By combining various analytical methods, available data on Alzheimer’s disease (AD) can be used to identify determinants of health disparities in AD and their impact at the individual, community, and societal levels (Akushevich et al., Reference Akushevich, Kravchenko, Yashkin, Doraiswamy and Hill2023). The determinants may include ethnic, gender, and geographic factors.
Alzheimer’s disease and Volga Germans
AD can be either familial or sporadic. The familial form is autosomal dominant and has an early onset, occurring in individuals under 65 years of age. It accounts for only 1–5% of cases and is caused by mutations in the genes PSEN1 (presenilin 1) (MIM *104311) and PSEN2 (presenilin 2) (MIM *600759). PSEN1 is associated with Alzheimer’s disease type 3 (MIM 607822) and PSEN2 with AD type 4 (MIM 606889). Late-onset AD is classified as occurring in patients over the age of 65. The sporadic form, which accounts for 95% of cases, has no known genetic cause (Andrade-Guerrero et al., Reference Andrade-Guerrero, Santiago-Balmaseda, Jeronimo-Aguilar, Vargas-Rodríguez, Cadena-Suárez, Sánchez-Garibay, Pozo-Molina, Méndez-Catalá, Cardenas-Aguayo, Diaz-Cintra, Pacheco-Herrero, Luna-Muñoz and Soto-Rojas2023).
In 1988, Bird et al. reported on presenile AD in five families in the United States. The disease was confirmed by autopsy and inherited as an autosomal dominant trait, present in both males and females for several generations (Bird et al., Reference Bird, Lampe, Nemens, Miner, Sumi and Schellenberg1988). All five families were descended from immigrants known as Volga Germans who arrived in the United States between 1870 and 1920. In 1992, the authors studied 28 families of Volga German descendants with AD. Eighteen families originated from the villages of Frank and Walter, near Saratov, Russia. The authors suggested that the cause of AD may be a founder effect. However, a common affected ancestor could not be identified (Bird et al., Reference Bird, Nemens, Nochlin, Sumi, Wijsman and Schellenberg1992).

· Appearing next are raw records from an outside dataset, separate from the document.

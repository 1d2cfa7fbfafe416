//! Transaction history heuristics.
//!
//! Risk accrues additively from independent red flags over the transfer
//! list: too little activity, the classic receive-only pass-through
//! pattern, burst activity in the trailing hour, and bot-like counterparty
//! concentration. The sum is capped at 100.

use crate::address::WalletAddress;
use crate::chain::TransferRecord;
use crate::types::{AnalyzerFinding, FindingDetail};
use chrono::{DateTime, Utc};
use std::collections::HashSet;

/// More than this many transfers in the trailing hour counts as a burst.
const BURST_THRESHOLD: usize = 10;
/// Fewer total transfers than this is suspicious on its own.
const MIN_TRANSACTIONS: usize = 5;
/// Diversity flag requires at least this much volume to be meaningful.
const DIVERSITY_MIN_TOTAL: usize = 10;

const WEIGHT_NO_HISTORY: u8 = 35;
const WEIGHT_FEW_TRANSACTIONS: u8 = 20;
const WEIGHT_RECEIVE_ONLY: u8 = 40;
const WEIGHT_BURST: u8 = 25;
const WEIGHT_LOW_DIVERSITY: u8 = 20;

/// Conservative default when history could not be fetched.
const SCORE_UNAVAILABLE: u8 = 30;

#[derive(Debug, Clone, Copy, Default)]
pub struct TransactionHistoryAnalyzer;

impl TransactionHistoryAnalyzer {
    pub fn analyze(
        &self,
        owner: &WalletAddress,
        history: Option<&[TransferRecord]>,
        now: DateTime<Utc>,
    ) -> AnalyzerFinding {
        let Some(history) = history else {
            return AnalyzerFinding {
                score: SCORE_UNAVAILABLE,
                flags: vec!["Transaction history unavailable; activity pattern unknown".to_string()],
                degraded: true,
                detail: FindingDetail::History {
                    total: 0,
                    incoming: 0,
                    outgoing: 0,
                    distinct_counterparties: 0,
                    mean_value_wei: "0".to_string(),
                    burst_activity: false,
                },
            };
        };

        let owner_key = owner.as_str();
        let total = history.len();
        let incoming = history.iter().filter(|t| t.to == owner_key).count();
        let outgoing = history.iter().filter(|t| t.from == owner_key).count();

        let counterparties: HashSet<&str> = history
            .iter()
            .map(|t| t.counterparty(owner_key))
            .filter(|cp| !cp.is_empty())
            .collect();
        let distinct = counterparties.len();

        let mean_value_wei = if total > 0 {
            history.iter().map(|t| t.value_wei).sum::<u128>() / total as u128
        } else {
            0
        };

        let hour_ago = (now.timestamp() as u64).saturating_sub(3600);
        let trailing_hour = history.iter().filter(|t| t.timestamp >= hour_ago).count();
        let burst_activity = trailing_hour > BURST_THRESHOLD;

        let mut score: u32 = 0;
        let mut flags = Vec::new();

        if total == 0 {
            score += WEIGHT_NO_HISTORY as u32;
            flags.push("No transaction history".to_string());
        } else if total < MIN_TRANSACTIONS {
            score += WEIGHT_FEW_TRANSACTIONS as u32;
            flags.push(format!("Very few transactions ({})", total));
        }

        // Classic pass-through/mule pattern: money in, never out.
        if incoming > 0 && outgoing == 0 {
            score += WEIGHT_RECEIVE_ONLY as u32;
            flags.push(
                "Receives funds but never sends (possible pass-through wallet)".to_string(),
            );
        }

        if burst_activity {
            score += WEIGHT_BURST as u32;
            flags.push(format!(
                "Burst activity: {} transactions within the last hour",
                trailing_hour
            ));
        }

        if total >= DIVERSITY_MIN_TOTAL && distinct < total / 10 {
            score += WEIGHT_LOW_DIVERSITY as u32;
            flags.push(format!(
                "Very few distinct counterparties ({}) for {} transactions (bot-like pattern)",
                distinct, total
            ));
        }

        AnalyzerFinding {
            score: score.min(100) as u8,
            flags,
            degraded: false,
            detail: FindingDetail::History {
                total,
                incoming,
                outgoing,
                distinct_counterparties: distinct,
                mean_value_wei: mean_value_wei.to_string(),
                burst_activity,
            },
        }
    }
}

The diaspora of Volga Germans
To understand the context of the migration of Germans to Russia, it is necessary to consider the Seven Years’ War. This international conflict over the control of colonies in North America and India began in 1756 and ended in 1763. It involved several empires, kingdoms, and other political structures established in territories that are now nation-states, including Germany. Catherine II, the Empress of the Russian Empire, aimed to populate the border regions near Asia with settled European peasants. In 1763, she promoted a series of benefits for migrants to make the colonisation of the Volga attractive to the post-war weakened German population. These benefits included freedom of religion, temporary tax exemption, interest-free loans, internal self-government, and permanent exemption from military conscription. Between 1764 and 1769, settlers primarily from Hesse, a state in Germany with its current capital in Wiesbaden, arrived on the lower Volga near the city of Saratov. During this time, 104 colonies were established, with a total population of 22,246 inhabitants (Pohl, Reference Pohl2009).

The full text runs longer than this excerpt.